* [Problem requirements]: Reproduce the records exactly, beginning with their first line and ending with the line that contains "use crate::sanitize;", and output nothing more.

Segment Open

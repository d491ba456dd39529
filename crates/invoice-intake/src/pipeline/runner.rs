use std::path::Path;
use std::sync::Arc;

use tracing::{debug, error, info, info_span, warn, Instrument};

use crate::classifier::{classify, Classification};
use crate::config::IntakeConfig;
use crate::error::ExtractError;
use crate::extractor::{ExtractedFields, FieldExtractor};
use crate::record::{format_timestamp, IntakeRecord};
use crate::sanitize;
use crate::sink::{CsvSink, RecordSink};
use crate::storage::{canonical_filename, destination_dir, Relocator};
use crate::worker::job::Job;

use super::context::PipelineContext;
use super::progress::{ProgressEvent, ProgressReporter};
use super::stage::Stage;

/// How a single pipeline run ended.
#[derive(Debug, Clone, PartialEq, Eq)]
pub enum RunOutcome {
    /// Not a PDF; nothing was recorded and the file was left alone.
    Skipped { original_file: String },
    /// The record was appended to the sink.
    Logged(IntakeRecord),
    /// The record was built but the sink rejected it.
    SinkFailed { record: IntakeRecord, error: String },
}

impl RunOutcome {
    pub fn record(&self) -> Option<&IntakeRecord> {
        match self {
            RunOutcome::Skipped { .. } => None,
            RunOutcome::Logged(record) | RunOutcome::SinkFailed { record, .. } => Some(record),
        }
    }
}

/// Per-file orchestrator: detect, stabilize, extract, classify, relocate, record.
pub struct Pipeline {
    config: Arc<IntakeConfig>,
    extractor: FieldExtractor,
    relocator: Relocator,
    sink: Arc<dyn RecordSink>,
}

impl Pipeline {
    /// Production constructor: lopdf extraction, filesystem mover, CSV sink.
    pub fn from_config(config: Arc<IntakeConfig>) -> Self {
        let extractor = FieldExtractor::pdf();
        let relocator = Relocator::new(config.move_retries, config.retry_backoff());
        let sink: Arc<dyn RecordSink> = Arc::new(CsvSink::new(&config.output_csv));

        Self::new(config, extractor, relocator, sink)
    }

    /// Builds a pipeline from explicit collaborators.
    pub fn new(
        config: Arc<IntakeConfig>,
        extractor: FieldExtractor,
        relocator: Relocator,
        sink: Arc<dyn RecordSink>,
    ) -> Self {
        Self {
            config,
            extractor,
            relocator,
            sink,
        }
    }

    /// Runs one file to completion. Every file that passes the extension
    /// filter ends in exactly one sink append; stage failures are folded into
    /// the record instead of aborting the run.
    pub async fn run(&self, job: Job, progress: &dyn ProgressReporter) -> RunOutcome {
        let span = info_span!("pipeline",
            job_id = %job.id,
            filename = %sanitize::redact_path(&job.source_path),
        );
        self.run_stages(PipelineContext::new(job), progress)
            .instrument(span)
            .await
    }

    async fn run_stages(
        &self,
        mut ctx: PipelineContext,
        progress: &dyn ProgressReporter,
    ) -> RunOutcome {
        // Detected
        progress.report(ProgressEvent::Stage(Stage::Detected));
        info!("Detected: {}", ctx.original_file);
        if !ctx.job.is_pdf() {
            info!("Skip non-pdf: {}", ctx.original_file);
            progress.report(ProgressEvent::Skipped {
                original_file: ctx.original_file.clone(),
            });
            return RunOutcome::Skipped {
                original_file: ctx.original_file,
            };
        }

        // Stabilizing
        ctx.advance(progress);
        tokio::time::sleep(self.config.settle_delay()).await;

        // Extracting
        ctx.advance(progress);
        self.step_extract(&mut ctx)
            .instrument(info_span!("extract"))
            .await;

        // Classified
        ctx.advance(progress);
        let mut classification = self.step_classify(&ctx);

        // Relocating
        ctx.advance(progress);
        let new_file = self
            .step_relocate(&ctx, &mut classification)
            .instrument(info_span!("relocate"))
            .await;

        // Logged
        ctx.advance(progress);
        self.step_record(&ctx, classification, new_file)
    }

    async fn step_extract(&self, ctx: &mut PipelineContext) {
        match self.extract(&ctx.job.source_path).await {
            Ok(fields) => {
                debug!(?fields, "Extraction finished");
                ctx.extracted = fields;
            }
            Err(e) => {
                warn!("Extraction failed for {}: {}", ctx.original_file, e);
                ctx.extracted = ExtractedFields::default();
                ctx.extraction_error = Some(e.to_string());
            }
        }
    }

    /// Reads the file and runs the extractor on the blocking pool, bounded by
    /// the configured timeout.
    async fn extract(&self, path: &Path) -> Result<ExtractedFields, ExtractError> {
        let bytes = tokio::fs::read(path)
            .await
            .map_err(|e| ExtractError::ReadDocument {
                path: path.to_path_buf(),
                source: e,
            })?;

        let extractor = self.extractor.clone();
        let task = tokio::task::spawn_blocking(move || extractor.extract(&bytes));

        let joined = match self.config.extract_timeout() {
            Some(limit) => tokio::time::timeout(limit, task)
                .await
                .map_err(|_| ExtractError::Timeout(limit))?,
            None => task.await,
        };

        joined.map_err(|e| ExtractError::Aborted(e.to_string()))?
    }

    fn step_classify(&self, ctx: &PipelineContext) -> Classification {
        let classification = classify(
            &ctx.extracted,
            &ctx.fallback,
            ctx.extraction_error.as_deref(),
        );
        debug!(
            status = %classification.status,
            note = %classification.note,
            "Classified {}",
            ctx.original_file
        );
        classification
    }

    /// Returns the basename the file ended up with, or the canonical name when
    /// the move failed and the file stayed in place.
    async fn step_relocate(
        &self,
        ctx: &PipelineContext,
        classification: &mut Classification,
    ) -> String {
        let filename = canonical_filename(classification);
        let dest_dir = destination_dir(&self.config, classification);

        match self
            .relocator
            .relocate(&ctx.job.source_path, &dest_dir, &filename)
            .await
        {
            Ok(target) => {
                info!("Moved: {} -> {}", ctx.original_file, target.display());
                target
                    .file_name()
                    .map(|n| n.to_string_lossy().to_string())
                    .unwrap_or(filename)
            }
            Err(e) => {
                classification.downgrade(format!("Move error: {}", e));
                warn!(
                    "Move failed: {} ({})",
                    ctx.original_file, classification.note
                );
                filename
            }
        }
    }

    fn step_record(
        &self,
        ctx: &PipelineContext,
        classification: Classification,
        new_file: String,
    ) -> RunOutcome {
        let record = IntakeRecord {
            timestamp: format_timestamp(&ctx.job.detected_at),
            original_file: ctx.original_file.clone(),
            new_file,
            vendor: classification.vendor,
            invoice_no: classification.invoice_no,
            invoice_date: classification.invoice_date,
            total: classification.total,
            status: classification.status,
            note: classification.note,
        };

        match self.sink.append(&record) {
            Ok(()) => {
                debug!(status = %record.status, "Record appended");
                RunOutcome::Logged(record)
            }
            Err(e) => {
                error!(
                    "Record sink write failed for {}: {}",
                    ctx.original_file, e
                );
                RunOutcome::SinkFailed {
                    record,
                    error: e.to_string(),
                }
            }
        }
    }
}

Segment Closed

* [Task answer]:
repository d491ba456dd39529
filename crates/invoice-intake/src/pipeline/runner.rs
use std::path::Path;
use std::sync::Arc;

use tracing::{debug, error, info, info_span, warn, Instrument};

use crate::classifier::{classify, Classification};
use crate::config::IntakeConfig;
use crate::error::ExtractError;
use crate::extractor::{ExtractedFields, FieldExtractor};
use crate::record::{format_timestamp, IntakeRecord};
use crate::sanitize;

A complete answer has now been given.